Duplicate content on WordPress – hey, Google indexed my tag pages!

On Facebook I’ve recently seen people ask about duplicate content on WordPress blogs. People are panicking. It’s logical to panic, unfortunately, because Google has been acting strangely lately. However, no-indexing ALL your tag and category pages is a mistake. You do want normal links between pages of your site. You do want Google to FIND your older posts. 

So here’s my recipe:

  1. Pick one way of categorizing your posts that’s most important: tags or categories. 
  2. Make sure this one is visible to users and search engines. In 9 cases out of 10 you do NOT need both.
    Having categories (usually your best pick) visible to search engines means that not only are all your posts visible to Google – as it crawls the category pages – you have the added advantage of on topic pages your users may particularly like. And – as a bonus – if you have a theme like Thesis you can add unique content on top of these category pages (explaining the category, for instance) to make these pages more attractive to search engines. 
  3. No-index and Follow the date based archives (never useful) and the tags/category system you’re not using. In many cases you also want the Author archives to be invisible to search engines. The easiest way to do this is using Yoast’s SEO plugin
    You do want to ‘Follow’ all links, btw, because that way when someone links to one of these pages, at least the pages it links to will get seen. 
  4. Have one big sitemap for your whole blog. Like this 
    That way you’re sure all your posts and pages are visible for Google and have top access to whatever pagerank your homepage has. Unfortunately I use a custom version of an old plugin that’s no longer being developed on this blog, so I can’t help you actually DO this. On some blogs I simply go with Simple Yearly Archive
  5. Use some plugin to interlink related posts. Right now I prefer nrelate.
    This is another way to make sure Google knows what your site is about and get individual posts to rank. 

Now here’s my explanation

I understand worrying, as I said. However, that doesn’t mean we have to avoid the most basic common sense approaches to website  building and WordPress blogging. Google has given us some very clear guidelines about how they want us to build websites. Here are a few:

Build for visitors first. Show visitors and search engines the same thing.

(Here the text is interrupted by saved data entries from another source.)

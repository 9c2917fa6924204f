// Copyright (c) 2025 Steve Wagner (ciroque@live.com)
// SPDX-License-Identifier: MIT

use async_trait::async_trait;
use serde_json::Value;
use std::time::Duration;
use tracing::debug;

use crate::backends::local::elements::single_field;
use crate::engine::{value_as_i64, ElementContext};
use crate::traits::{Element, ElementInit, ElementResponse, Swag};

fn integer_input(inputs: &Swag, name: &str) -> Result<i64, ElementResponse> {
    inputs.get(name).and_then(value_as_i64).ok_or_else(|| {
        ElementResponse::error(format!("Input '{}' is not an integer", name))
    })
}

/// Adds the `increment` parameter (default 1) to its single input.
pub struct IncrementElement {
    input: String,
    output: String,
}

impl IncrementElement {
    pub fn new(init: &ElementInit) -> Result<Self, String> {
        let (input, output) = single_field(init)?;
        Ok(Self { input, output })
    }
}

#[async_trait]
impl Element for IncrementElement {
    async fn process_frame(&self, context: &ElementContext<'_>, inputs: Swag) -> ElementResponse {
        let value = match integer_input(&inputs, &self.input) {
            Ok(value) => value,
            Err(response) => return response,
        };
        let increment = context.parameter_i64("increment", 1);
        let Some(result) = value.checked_add(increment) else {
            return ElementResponse::error(format!("{} + {} overflows", value, increment));
        };

        debug!(
            element = context.element_name(),
            input = value,
            output = result,
            "increment"
        );
        ElementResponse::okay(Swag::from([(self.output.clone(), Value::from(result))]))
    }

    fn name(&self) -> &'static str {
        "increment"
    }
}

/// Adds the `constant` parameter (default 1) after an optional `delay`
/// given in seconds.
pub struct AddElement {
    input: String,
    output: String,
}

impl AddElement {
    pub fn new(init: &ElementInit) -> Result<Self, String> {
        let (input, output) = single_field(init)?;
        Ok(Self { input, output })
    }
}

#[async_trait]
impl Element for AddElement {
    async fn process_frame(&self, context: &ElementContext<'_>, inputs: Swag) -> ElementResponse {
        let value = match integer_input(&inputs, &self.input) {
            Ok(value) => value,
            Err(response) => return response,
        };
        let constant = context.parameter_i64("constant", 1);

        let delay = context.parameter_f64("delay", 0.0);
        if delay > 0.0 {
            if let Ok(delay) = Duration::try_from_secs_f64(delay) {
                tokio::time::sleep(delay).await;
            }
        }

        let Some(result) = value.checked_add(constant) else {
            return ElementResponse::error(format!("{} + {} overflows", value, constant));
        };
        ElementResponse::okay(Swag::from([(self.output.clone(), Value::from(result))]))
    }

    fn name(&self) -> &'static str {
        "add"
    }
}

/// Sums every declared input into the single declared output.
pub struct SumElement {
    inputs: Vec<String>,
    output: String,
}

impl SumElement {
    pub fn new(init: &ElementInit) -> Result<Self, String> {
        let [output] = init.outputs.as_slice() else {
            return Err(format!(
                "expected exactly one output, found {}",
                init.outputs.len()
            ));
        };
        if init.inputs.is_empty() {
            return Err("expected at least one input".to_string());
        }
        Ok(Self {
            inputs: init.inputs.clone(),
            output: output.clone(),
        })
    }
}

#[async_trait]
impl Element for SumElement {
    async fn process_frame(&self, context: &ElementContext<'_>, inputs: Swag) -> ElementResponse {
        let mut total: i64 = 0;
        for name in &self.inputs {
            let value = match integer_input(&inputs, name) {
                Ok(value) => value,
                Err(response) => return response,
            };
            match total.checked_add(value) {
                Some(sum) => total = sum,
                None => return ElementResponse::error("Sum overflows"),
            }
        }

        debug!(element = context.element_name(), total, "sum");
        ElementResponse::okay(Swag::from([(self.output.clone(), Value::from(total))]))
    }

    fn name(&self) -> &'static str {
        "sum"
    }
}
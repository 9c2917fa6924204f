// Copyright (c) 2025 Steve Wagner (ciroque@live.com)
// SPDX-License-Identifier: MIT

use std::collections::HashMap;
use std::sync::Arc;

use crate::config::{Deploy, ElementRegistry, GraphDefinition, Parameters};
use crate::errors::ElementMapError;
use crate::observability::messages::element::ElementInstantiationFailed;
use crate::observability::messages::StructuredLog;
use crate::traits::{Element, ElementInit};

/// Element instances of one pipeline, keyed by element name.
///
/// Every element is instantiated exactly once when the pipeline is built and
/// then shared by all streams through `Arc<dyn Element>`. Elements must
/// therefore keep per-stream state in stream variables, never on `self`.
#[derive(Clone, Default)]
pub struct ElementMap(pub HashMap<String, Arc<dyn Element>>);

impl ElementMap {
    pub fn new() -> Self {
        Self(HashMap::new())
    }

    /// Instantiate every element of `definition` through `registry`.
    ///
    /// Construction parameters are the pipeline-scope `parameters` overlaid
    /// with each element's own declared parameters. The first failure aborts
    /// construction; a remote binding fails with `BackendNotImplemented`.
    pub fn from_definition(
        definition: &GraphDefinition,
        registry: &ElementRegistry,
        parameters: &Parameters,
    ) -> Result<Self, ElementMapError> {
        let mut elements = HashMap::new();

        for element in &definition.elements {
            let class_name = match &element.deploy {
                Deploy::Local { class_name, .. } => class_name,
                Deploy::Remote { service_filter } => {
                    return Err(ElementMapError::BackendNotImplemented {
                        element: element.name.clone(),
                        service_filter: service_filter.clone(),
                    });
                }
            };

            let mut construction = parameters.clone();
            construction.extend(
                element
                    .parameters
                    .iter()
                    .map(|(k, v)| (k.clone(), v.clone())),
            );

            let init = ElementInit {
                name: element.name.clone(),
                class_name: class_name.clone(),
                protocol: element.protocol.clone(),
                inputs: element.input_names(),
                outputs: element.output_names(),
                parameters: construction,
            };

            let instance = registry.create(&init).inspect_err(|error| {
                ElementInstantiationFailed {
                    element: &element.name,
                    class_name,
                    error,
                }
                .log();
            })?;

            elements.insert(element.name.clone(), instance);
        }

        Ok(Self(elements))
    }

    pub fn get(&self, name: &str) -> Option<&Arc<dyn Element>> {
        self.0.get(name)
    }

    pub fn contains_key(&self, name: &str) -> bool {
        self.0.contains_key(name)
    }

    pub fn len(&self) -> usize {
        self.0.len()
    }

    pub fn is_empty(&self) -> bool {
        self.0.is_empty()
    }

    pub fn keys(&self) -> impl Iterator<Item = &String> {
        self.0.keys()
    }
}

impl From<HashMap<String, Arc<dyn Element>>> for ElementMap {
    fn from(map: HashMap<String, Arc<dyn Element>>) -> Self {
        Self(map)
    }
}
// Copyright (c) 2025 Steve Wagner (ciroque@live.com)
// SPDX-License-Identifier: MIT

mod dependency_graph;
mod element_map;
mod graph_path;
mod loader;
mod registry;
mod validation;

pub mod consts;

pub use dependency_graph::DependencyGraph;
pub use element_map::ElementMap;
pub use graph_path::GraphPath;
pub use loader::{
    load_and_validate_definition, load_definition, Deploy, ElementDefinition, FieldDefinition,
    GraphDefinition, Parameters, RuntimeOptions, ToolDescriptor,
};
pub use registry::{ElementConstructor, ElementRegistry};
pub use validation::{unproducible_inputs, validate_definition};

This means that if you have useful categories and tags, do show them to your users and do show them to search engines as well. If in doubt: make them MORE useful. (See the bonus with point 2 above). 

Links are the fabric on which the web is built.

The only links you have legitimate control over these days are the links WITHIN your website. Hiding tags and categories from search engines means that you’re saying to Google: don’t trust my site. In effect you’ll be linking from your homepage ONLY to the pages/posts visible on your homepage. That means only your last 10 posts and whatever posts and pages you have listed in your menu. The rest will be INVISIBLE to Google. NOT a good idea. 

So how about duplicate content?

Let GOOGLE worry about that. Seriously. Yes, the snippets from your posts will show up on your category and tag pages. As long as your posts are generally longer than that, the original post is still likely to be seen and indexed by Google. After all, the category and tag pages LINK to that original post. 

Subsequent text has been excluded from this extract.